Dataset entries
▬▬▬▬▬▬▬▬▬▬

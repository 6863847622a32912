use std::collections::HashMap;
use thiserror::Error;

use crate::config::{ServerSettings, Settings};
use crate::domain::SchemaTemplate;

#[derive(Debug, Error)]
pub enum ValidationError {
    #[error("Missing required field: {0}")]
    MissingField(String),

    #[error("Invalid value for {field}: {reason}")]
    InvalidValue { field: String, reason: String },

    #[error("Duplicate entry: {0}")]
    Duplicate(String),
}

pub struct ConfigValidator;

impl ConfigValidator {
    pub fn validate(settings: &Settings) -> Result<(), Vec<ValidationError>> {
        let mut errors = Vec::new();

        if let Err(e) = Self::validate_server(&settings.server) {
            errors.extend(e);
        }

        if settings.generator.max_records == 0 {
            errors.push(ValidationError::InvalidValue {
                field: "generator.max_records".to_string(),
                reason: "Must be at least 1".to_string(),
            });
        }

        if settings.templates_path.is_empty() {
            errors.push(ValidationError::MissingField("templates_path".to_string()));
        }

        if let Err(e) = Self::validate_templates(&settings.templates) {
            errors.extend(e);
        }

        if errors.is_empty() {
            Ok(())
        } else {
            Err(errors)
        }
    }

    fn validate_server(server: &ServerSettings) -> Result<(), Vec<ValidationError>> {
        let mut errors = Vec::new();

        if server.host.is_empty() {
            errors.push(ValidationError::MissingField("server.host".to_string()));
        }

        if server.port == 0 {
            errors.push(ValidationError::InvalidValue {
                field: "server.port".to_string(),
                reason: "Port must be greater than 0".to_string(),
            });
        }

        if errors.is_empty() {
            Ok(())
        } else {
            Err(errors)
        }
    }

    fn validate_templates(templates: &[SchemaTemplate]) -> Result<(), Vec<ValidationError>> {
        let mut errors = Vec::new();
        let mut seen_ids = HashMap::new();

        for (idx, template) in templates.iter().enumerate() {
            if let Some(prev_idx) = seen_ids.insert(&template.id, idx) {
                errors.push(ValidationError::Duplicate(format!(
                    "Template id '{}' appears at indices {} and {}",
                    template.id, prev_idx, idx
                )));
            }

            if template.id.is_empty() {
                errors.push(ValidationError::MissingField(format!(
                    "templates[{idx}].id"
                )));
            }

            if template.name.is_empty() {
                errors.push(ValidationError::MissingField(format!(
                    "templates[{idx}].name"
                )));
            }
        }

        if errors.is_empty() {
            Ok(())
        } else {
            Err(errors)
        }
    }
}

▬▬▬▬▬▬▬▬▬▬

What to do: Each line must be set down again exactly as above, with no line omitted.

Task response:
repository 6863847622a32912
use std::collections::HashMap;
use thiserror::Error;

use crate::config::{ServerSettings, Settings};
use crate::domain::SchemaTemplate;

#[derive(Debug, Error)]
pub enum ValidationError {
    #[error("Missing required field: {0}")]
    MissingField(String),

    #[error("Invalid value for {field}: {reason}")]
    InvalidValue { field: String, reason: String },

    #[error("Duplicate entry: {0}")]
    Duplicate(String),
}

pub struct ConfigValidator;

impl ConfigValidator {
    pub fn validate(settings: &Settings) -> Result<(), Vec<ValidationError>> {
        let mut errors = Vec::new();

        if let Err(e) = Self::validate_server(&settings.server) {
            errors.extend(e);
        }

        if settings.generator.max_records == 0 {
            errors.push(ValidationError::InvalidValue {
                field: "generator.max_records".to_string(),
                reason: "Must be at least 1".to_string(),
            });
        }

        if settings.templates_path.is_empty() {
            errors.push(ValidationError::MissingField("templates_path".to_string()));
        }

        if let Err(e) = Self::validate_templates(&settings.templates) {
            errors.extend(e);
        }

        if errors.is_empty() {
            Ok(())
        } else {
            Err(errors)
        }
    }

    fn validate_server(server: &ServerSettings) -> Result<(), Vec<ValidationError>> {
        let mut errors = Vec::new();

        if server.host.is_empty() {
            errors.push(ValidationError::MissingField("server.host".to_string()));
        }

        if server.port == 0 {
            errors.push(ValidationError::InvalidValue {
                field: "server.port".to_string(),
                reason: "Port must be greater than 0".to_string(),
            });
        }

        if errors.is_empty() {
            Ok(())
        } else {
            Err(errors)
        }
    }

    fn validate_templates(templates: &[SchemaTemplate]) -> Result<(), Vec<ValidationError>> {
        let mut errors = Vec::new();
        let mut seen_ids = HashMap::new();

        for (idx, template) in templates.iter().enumerate() {
            if let Some(prev_idx) = seen_ids.insert(&template.id, idx) {
                errors.push(ValidationError::Duplicate(format!(
                    "Template id '{}' appears at indices {} and {}",
                    template.id, prev_idx, idx
                )));
            }

            if template.id.is_empty() {
                errors.push(ValidationError::MissingField(format!(
                    "templates[{idx}].id"
                )));
            }

            if template.name.is_empty() {
                errors.push(ValidationError::MissingField(format!(
                    "templates[{idx}].name"
                )));
            }
        }

        if errors.is_empty() {
            Ok(())
        } else {
            Err(errors)
        }
    }
}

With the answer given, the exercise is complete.